◆ Data provided:
----------
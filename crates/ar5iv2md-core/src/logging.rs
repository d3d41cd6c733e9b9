//! Logging init: stderr by default, or append to a file given on the command line.

use std::fs;
use std::io;
use std::path::Path;
use tracing_subscriber::fmt::writer::BoxMakeWriter;
use tracing_subscriber::fmt::MakeWriter;
use tracing_subscriber::EnvFilter;

/// Writer that is either the log file or stderr (used when file clone fails).
enum FileOrStderr {
    File(fs::File),
    Stderr,
}

impl io::Write for FileOrStderr {
    fn write(&mut self, buf: &[u8]) -> io::Result<usize> {
        match self {
            FileOrStderr::File(f) => f.write(buf),
            FileOrStderr::Stderr => io::stderr().lock().write(buf),
        }
    }

    fn flush(&mut self) -> io::Result<()> {
        match self {
            FileOrStderr::File(f) => f.flush(),
            FileOrStderr::Stderr => io::stderr().lock().flush(),
        }
    }
}

struct FileMakeWriter(fs::File);

impl<'a> MakeWriter<'a> for FileMakeWriter {
    type Writer = FileOrStderr;

    fn make_writer(&'a self) -> Self::Writer {
        self.0
            .try_clone()
            .map(FileOrStderr::File)
            .unwrap_or(FileOrStderr::Stderr)
    }
}

/// Filter used when `RUST_LOG` is unset.
pub fn default_directives(verbose: bool) -> &'static str {
    if verbose {
        "warn,ar5iv2md=debug,ar5iv2md_core=debug"
    } else {
        "warn,ar5iv2md=info,ar5iv2md_core=info"
    }
}

fn env_filter(verbose: bool) -> EnvFilter {
    EnvFilter::try_from_default_env().unwrap_or_else(|_| EnvFilter::new(default_directives(verbose)))
}

/// Append structured logs to `path`.
/// On failure (e.g. unwritable path) returns Err so the caller can fall back to stderr.
pub fn init_file_logging(path: &Path, verbose: bool) -> io::Result<()> {
    if let Some(parent) = path.parent().filter(|p| !p.as_os_str().is_empty()) {
        fs::create_dir_all(parent)?;
    }
    let file = fs::OpenOptions::new().create(true).append(true).open(path)?;
    let writer = BoxMakeWriter::new(FileMakeWriter(file));

    tracing_subscriber::fmt()
        .with_env_filter(env_filter(verbose))
        .with_writer(writer)
        .with_ansi(false)
        .init();

    tracing::debug!("logging to {}", path.display());
    Ok(())
}

/// Log to stderr only. stdout stays reserved for the result line.
pub fn init_stderr_logging(verbose: bool) {
    tracing_subscriber::fmt()
        .with_env_filter(env_filter(verbose))
        .with_writer(io::stderr)
        .with_target(false)
        .init();
}
//! Filename sanitization for asset files.
//!
//! Names end up both on disk and inside Markdown link targets
//! (`![..](assets/<name>)`), so only a conservative character set survives.

/// Linux NAME_MAX.
const NAME_MAX: usize = 255;

/// Longest asset filename handed out. Leaves room for the `.part` suffix
/// the file is staged under before its final rename.
pub const MAX_NAME_LEN: usize = NAME_MAX - crate::storage::TEMP_SUFFIX.len();

/// Longer suffixes are not treated as file extensions.
const MAX_EXT_LEN: usize = 16;

/// Sanitizes a candidate asset filename.
///
/// - Keeps ASCII letters, digits, `.`, `-` and `_`; everything else becomes `_`
/// - Collapses consecutive underscores
/// - Trims leading/trailing dots and underscores
/// - Limits length to [`MAX_NAME_LEN`] bytes, keeping the extension
pub fn sanitize_asset_filename(name: &str) -> String {
    let mut out = String::with_capacity(name.len());
    let mut prev_underscore = false;

    for c in name.chars() {
        let keep = c.is_ascii_alphanumeric() || c == '.' || c == '-';
        if keep {
            out.push(c);
            prev_underscore = false;
        } else if !prev_underscore {
            out.push('_');
            prev_underscore = true;
        }
    }

    let trimmed = out.trim_matches(|c| c == '.' || c == '_');
    truncate_keeping_extension(trimmed, MAX_NAME_LEN)
}

/// Cuts the stem so that `stem + ext` fits in `max` bytes. Input is ASCII.
fn truncate_keeping_extension(name: &str, max: usize) -> String {
    if name.len() <= max {
        return name.to_string();
    }
    match split_extension(name) {
        (stem, Some(ext)) if ext.len() < max => {
            format!("{}{}", &stem[..max - ext.len()], ext)
        }
        _ => name[..max].to_string(),
    }
}

/// Splits `name` into stem and extension (with leading dot).
/// A leading dot alone does not start an extension, nor does a suffix
/// longer than [`MAX_EXT_LEN`].
pub fn split_extension(name: &str) -> (&str, Option<&str>) {
    match name.rfind('.') {
        Some(pos) if pos > 0 && pos + 1 < name.len() && name.len() - pos <= MAX_EXT_LEN => {
            (&name[..pos], Some(&name[pos..]))
        }
        _ => (name, None),
    }
}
----------
◆ What is needed: The expected output is exactly the lines of the listing above between the line holding "character set survives." and the line holding "as file extensions.", inclusive.

◆ Response to this task:
//! (`![..](assets/<name>)`), so only a conservative character set survives.

/// Linux NAME_MAX.
const NAME_MAX: usize = 255;

/// Longest asset filename handed out. Leaves room for the `.part` suffix
/// the file is staged under before its final rename.
pub const MAX_NAME_LEN: usize = NAME_MAX - crate::storage::TEMP_SUFFIX.len();

/// Longer suffixes are not treated as file extensions.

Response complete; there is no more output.